European Urology Open Science (Aug 2024)
Inter-reader Agreement for Prostate Cancer Detection Using Micro-ultrasound: A Multi-institutional Study
Abstract
Background and objective: Micro-ultrasound (MUS) uses a high-frequency transducer with superior resolution to conventional ultrasound, which may differentiate prostate cancer from normal tissue and thereby allow targeted biopsy. Preliminary evidence has shown comparable sensitivity to magnetic resonance imaging (MRI), but consistency between users has yet to be described. Our objective was to assess agreement of MUS interpretation across multiple readers. Methods: After institutional review board approval, we prospectively collected MUS images for 57 patients referred for prostate biopsy after multiparametric MRI from 2022 to 2023. MUS images were interpreted by six urologists at four institutions with varying experience (range 2–6 yr). Readers were blinded to MRI results and clinical data. The primary outcome was reader agreement on the locations of suspicious lesions, measured in terms of Light’s κ and positive percent agreement (PPA). Reader sensitivity for identification of grade group (GG) ≥2 prostate cancer was a secondary outcome. Key findings and limitations: Analysis revealed a κ value of 0.30 (95% confidence interval [CI] 0.21–0.39). PPA was 33% (95% CI 25–42%). The mean patient-level sensitivity for GG ≥2 cancer was 0.66 ± 0.05 overall and 0.87 ± 0.09 when cases with anterior lesions were excluded.
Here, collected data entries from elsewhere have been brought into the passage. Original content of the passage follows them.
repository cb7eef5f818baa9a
mod common;
mod routing;
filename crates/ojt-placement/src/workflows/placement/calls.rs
use std::future::Future;
use std::time::Duration;

use tracing::warn;

use super::error::PlacementError;
use super::store::Transient;

/// Outcome of a single bounded call.
#[derive(Debug)]
pub(crate) enum Bounded<E> {
    TimedOut,
    Failed(E),
}

/// Timeout and retry discipline applied to every external call.
///
/// Reads are retried once after a timeout or a transient failure. Writes are attempted
/// exactly once so side effects are never duplicated.
#[derive(Debug, Clone, Copy)]
pub(crate) struct CallPolicy {
    timeout: Duration,
}

impl CallPolicy {
    pub(crate) fn new(timeout: Duration) -> Self {
        Self { timeout }
    }

    pub(crate) async fn bounded<T, E, Fut>(&self, call: Fut) -> Result<T, Bounded<E>>
    where
        Fut: Future<Output = Result<T, E>>,
    {
        match tokio::time::timeout(self.timeout, call).await {
            Ok(Ok(value)) => Ok(value),
            Ok(Err(err)) => Err(Bounded::Failed(err)),
            Err(_) => Err(Bounded::TimedOut),
        }
    }

    pub(crate) async fn read<T, E, F, Fut>(
        &self,
        operation: &'static str,
        mut call: F,
    ) -> Result<T, PlacementError>
    where
        F: FnMut() -> Fut,
        Fut: Future<Output = Result<T, E>>,
        E: Transient + std::fmt::Display + Into<PlacementError>,
    {
        match self.bounded(call()).await {
            Ok(value) => return Ok(value),
            Err(Bounded::Failed(err)) if !err.is_transient() => return Err(err.into()),
            Err(Bounded::Failed(err)) => warn!(operation, error = %err, "read failed; retrying once"),
            Err(Bounded::TimedOut) => warn!(operation, "read timed out; retrying once"),
        }

        match self.bounded(call()).await {
            Ok(value) => Ok(value),
            Err(Bounded::Failed(err)) => Err(err.into()),
            Err(Bounded::TimedOut) => Err(PlacementError::Timeout {
                operation,
                mutating: false,
            }),
        }
    }

    pub(crate) async fn write<T, E, Fut>(
        &self,
        operation: &'static str,
        call: Fut,
    ) -> Result<T, PlacementError>
    where
        Fut: Future<Output = Result<T, E>>,
        E: Into<PlacementError>,
    {
        match self.bounded(call).await {
            Ok(value) => Ok(value),
            Err(Bounded::Failed(err)) => Err(err.into()),
            Err(Bounded::TimedOut) => Err(PlacementError::Timeout {
                operation,
                mutating: true,
            }),
        }
    }
}
//! Internship term arithmetic.
//!
//! A job publishes its duration as free text (`"2 months"`, `"6 weeks"`). The text is
//! parsed into a [`DurationSpec`] at the boundary so an unrecognized value is a typed
//! error instead of a silently missing end date.

use std::fmt;
use std::str::FromStr;

use chrono::{Datelike, Days, Months, NaiveDate, Weekday};
use serde::{Deserialize, Serialize};

use super::domain::InternshipTerm;

/// Weekly day that never counts toward required hours.
pub const REST_DAY: Weekday = Weekday::Sun;

pub const HOURS_PER_DAY: u32 = 8;

#[derive(Debug, Clone, Copy, PartialEq, Eq, Hash, Serialize, Deserialize)]
#[serde(rename_all = "snake_case")]
pub enum DurationUnit {
    Month,
    Week,
    Day,
}

impl DurationUnit {
    fn parse(raw: &str) -> Option<Self> {
        match raw.to_ascii_lowercase().as_str() {
            "month" | "months" => Some(Self::Month),
            "week" | "weeks" => Some(Self::Week),
            "day" | "days" => Some(Self::Day),
            _ => None,
        }
    }

    const fn label(self, plural: bool) -> &'static str {
        match (self, plural) {
            (Self::Month, false) => "month",
            (Self::Month, true) => "months",
            (Self::Week, false) => "week",
            (Self::Week, true) => "weeks",
            (Self::Day, false) => "day",
            (Self::Day, true) => "days",
        }
    }
}

/// Parsed `<integer> (month|months|week|weeks|day|days)` duration.
#[derive(Debug, Clone, Copy, PartialEq, Eq, Hash, Serialize, Deserialize)]
pub struct DurationSpec {
    pub amount: u32,
    pub unit: DurationUnit,
}

#[derive(Debug, Clone, PartialEq, Eq, thiserror::Error)]
pub enum DurationSpecError {
    #[error("duration '{0}' is not of the form '<number> months|weeks|days'")]
    Unrecognized(String),
    #[error("duration '{0}' runs past the supported calendar range")]
    OutOfRange(String),
}

impl DurationSpec {
    pub const fn new(amount: u32, unit: DurationUnit) -> Self {
        Self { amount, unit }
    }
}

impl FromStr for DurationSpec {
    type Err = DurationSpecError;

    fn from_str(raw: &str) -> Result<Self, Self::Err> {
        let unrecognized = || DurationSpecError::Unrecognized(raw.to_string());
        let trimmed = raw.trim();
        let digits_end = trimmed
            .find(|c: char| !c.is_ascii_digit())
            .ok_or_else(unrecognized)?;
        if digits_end == 0 {
            return Err(unrecognized());
        }

        let amount = trimmed[..digits_end]
            .parse::<u32>()
            .map_err(|_| unrecognized())?;
        let unit = DurationUnit::parse(trimmed[digits_end..].trim()).ok_or_else(unrecognized)?;

        Ok(Self { amount, unit })
    }
}

impl fmt::Display for DurationSpec {
    fn fmt(&self, f: &mut fmt::Formatter<'_>) -> fmt::Result {
        write!(f, "{} {}", self.amount, self.unit.label(self.amount != 1))
    }
}

/// Advance `start` by the duration. Months use calendar arithmetic, clamping to the
/// last day of shorter months. `None` only when the result leaves chrono's range.
pub fn compute_end_date(start: NaiveDate, spec: DurationSpec) -> Option<NaiveDate> {
    match spec.unit {
        DurationUnit::Month => start.checked_add_months(Months::new(spec.amount)),
        DurationUnit::Week => start.checked_add_days(Days::new(u64::from(spec.amount) * 7)),
        DurationUnit::Day => start.checked_add_days(Days::new(u64::from(spec.amount))),
    }
}

/// Number of days in `[start, end]` that are not the rest day.
pub fn working_days(start: NaiveDate, end: NaiveDate) -> u32 {
    if end < start {
        return 0;
    }

    let span = (end - start).num_days() + 1;
    let mut count = span / 7 * 6;

    // Partial week counted backwards from `end` so no date past it is ever formed.
    let mut day = end;
    for _ in 0..span % 7 {
        if day.weekday() != REST_DAY {
            count += 1;
        }
        day = match day.pred_opt() {
            Some(previous) => previous,
            None => break,
        };
    }

    u32::try_from(count).unwrap_or(u32::MAX)
}

/// Required hours for an internship spanning `[start, end]` inclusive.
pub fn compute_total_hours(start: NaiveDate, end: NaiveDate) -> u32 {
    working_days(start, end).saturating_mul(HOURS_PER_DAY)
}

/// Derive the full term from a start date and a published duration string.
pub fn derive_term(start: NaiveDate, duration: &str) -> Result<InternshipTerm, DurationSpecError> {
    let spec: DurationSpec = duration.parse()?;
    let end_date = compute_end_date(start, spec)
        .ok_or_else(|| DurationSpecError::OutOfRange(duration.to_string()))?;

    Ok(InternshipTerm {
        start_date: start,
        end_date,
        total_hours: compute_total_hours(start, end_date),
    })
}

#[cfg(test)]
mod tests {
    use super::*;

    fn date(y: i32, m: u32, d: u32) -> NaiveDate {
        NaiveDate::from_ymd_opt(y, m, d).expect("valid date")
    }

    #[test]
    fn parses_singular_plural_and_compact_forms() {
        assert_eq!(
            "2 months".parse::<DurationSpec>(),
            Ok(DurationSpec::new(2, DurationUnit::Month))
        );
        assert_eq!(
            "1 week".parse::<DurationSpec>(),
            Ok(DurationSpec::new(1, DurationUnit::Week))
        );
        assert_eq!(
            " 30Days ".parse::<DurationSpec>(),
            Ok(DurationSpec::new(30, DurationUnit::Day))
        );
    }

    #[test]
    fn rejects_unrecognized_formats() {
        for raw in ["", "months", "two months", "3 years", "3", "-2 weeks", "2 months extra"] {
            assert!(
                matches!(
                    raw.parse::<DurationSpec>(),
                    Err(DurationSpecError::Unrecognized(_))
                ),
                "expected '{raw}' to be rejected"
            );
        }
    }

    #[test]
    fn display_round_trips_through_parse() {
        let spec = DurationSpec::new(1, DurationUnit::Month);
        assert_eq!(spec.to_string(), "1 month");
        assert_eq!(spec.to_string().parse::<DurationSpec>(), Ok(spec));
    }

    #[test]
    fn months_use_calendar_arithmetic() {
        let end = compute_end_date(date(2025, 4, 1), DurationSpec::new(2, DurationUnit::Month));
        assert_eq!(end, Some(date(2025, 6, 1)));

        let clamped =
            compute_end_date(date(2025, 1, 31), DurationSpec::new(1, DurationUnit::Month));
        assert_eq!(clamped, Some(date(2025, 2, 28)));
    }

    #[test]
    fn weeks_match_equivalent_days() {
        let start = date(2025, 7, 14);
        assert_eq!(
            compute_end_date(start, DurationSpec::new(4, DurationUnit::Week)),
            compute_end_date(start, DurationSpec::new(28, DurationUnit::Day))
        );
    }

    #[test]
    fn end_date_is_monotonic_in_amount() {
        let start = date(2025, 1, 30);
        for unit in [DurationUnit::Month, DurationUnit::Week, DurationUnit::Day] {
            let mut previous = start;
            for amount in 0..40 {
                let end = compute_end_date(start, DurationSpec::new(amount, unit))
                    .expect("in range");
                assert!(end >= previous, "{amount} {unit:?} went backwards");
                previous = end;
            }
        }
    }

    #[test]
    fn total_hours_skip_rest_days() {
        // 2025-04-01 is a Tuesday; nine Sundays fall inside April 1 .. June 1.
        assert_eq!(compute_total_hours(date(2025, 4, 1), date(2025, 6, 1)), 53 * 8);
        // A single Sunday contributes nothing.
        assert_eq!(compute_total_hours(date(2025, 4, 6), date(2025, 4, 6)), 0);
        assert_eq!(compute_total_hours(date(2025, 4, 7), date(2025, 4, 7)), 8);
        assert_eq!(compute_total_hours(date(2025, 4, 7), date(2025, 4, 6)), 0);
    }

    #[test]
    fn never_more_than_six_working_days_per_week() {
        let base = date(2025, 1, 1);
        for offset in 0..14 {
            let start = base + chrono::Duration::days(offset);
            let end = start + chrono::Duration::days(6);
            assert_eq!(working_days(start, end), 6);
            assert!(compute_total_hours(start, end) <= 6 * HOURS_PER_DAY);
        }
    }

    #[test]
    fn terms_ending_on_the_last_calendar_day_are_counted() {
        let start = NaiveDate::MAX
            .checked_sub_days(Days::new(6))
            .expect("in range");
        let term = derive_term(start, "6 days").expect("term derives");
        assert_eq!(term.end_date, NaiveDate::MAX);
        assert_eq!(term.total_hours, 6 * HOURS_PER_DAY);

        let start = NaiveDate::MAX
            .checked_sub_days(Days::new(9))
            .expect("in range");
        let expected = start
            .iter_days()
            .take(10)
            .filter(|day| day.weekday() != REST_DAY)
            .count();
        assert_eq!(working_days(start, NaiveDate::MAX) as usize, expected);
        assert!(matches!(
            derive_term(start, "10 days"),
            Err(DurationSpecError::OutOfRange(_))
        ));
    }

    #[test]
    fn derive_term_combines_end_date_and_hours() {
        let term = derive_term(date(2025, 4, 1), "2 months").expect("term derives");
        assert_eq!(term.end_date, date(2025, 6, 1));
        assert_eq!(term.total_hours, 424);

        assert!(matches!(
            derive_term(date(2025, 4, 1), "a semester"),
            Err(DurationSpecError::Unrecognized(_))
        ));
    }
}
Readers were 12 times more likely to detect higher-grade cancers (GG ≥3), with higher levels of agreement for this subgroup (κ 0.41, PPA 45%). Key limitations include the inability to prospectively biopsy reader-delineated targets and the inability of readers to perform live transducer maneuvers. Conclusions and clinical implications: Inter-reader agreement on the location of suspicious lesions on MUS is lower than rates previously reported for MRI. MUS sensitivity for cancer in the anterior gland is lacking. Patient summary: The ability to find cancer on imaging scans can vary between doctors. We found that there was frequent disagreement on the location of prostate cancer when doctors were using a new high-resolution scan method called micro-ultrasound. This suggests that the performance of micro-ultrasound is not yet consistent enough to replace MRI (magnetic resonance imaging) for diagnosis of prostate cancer.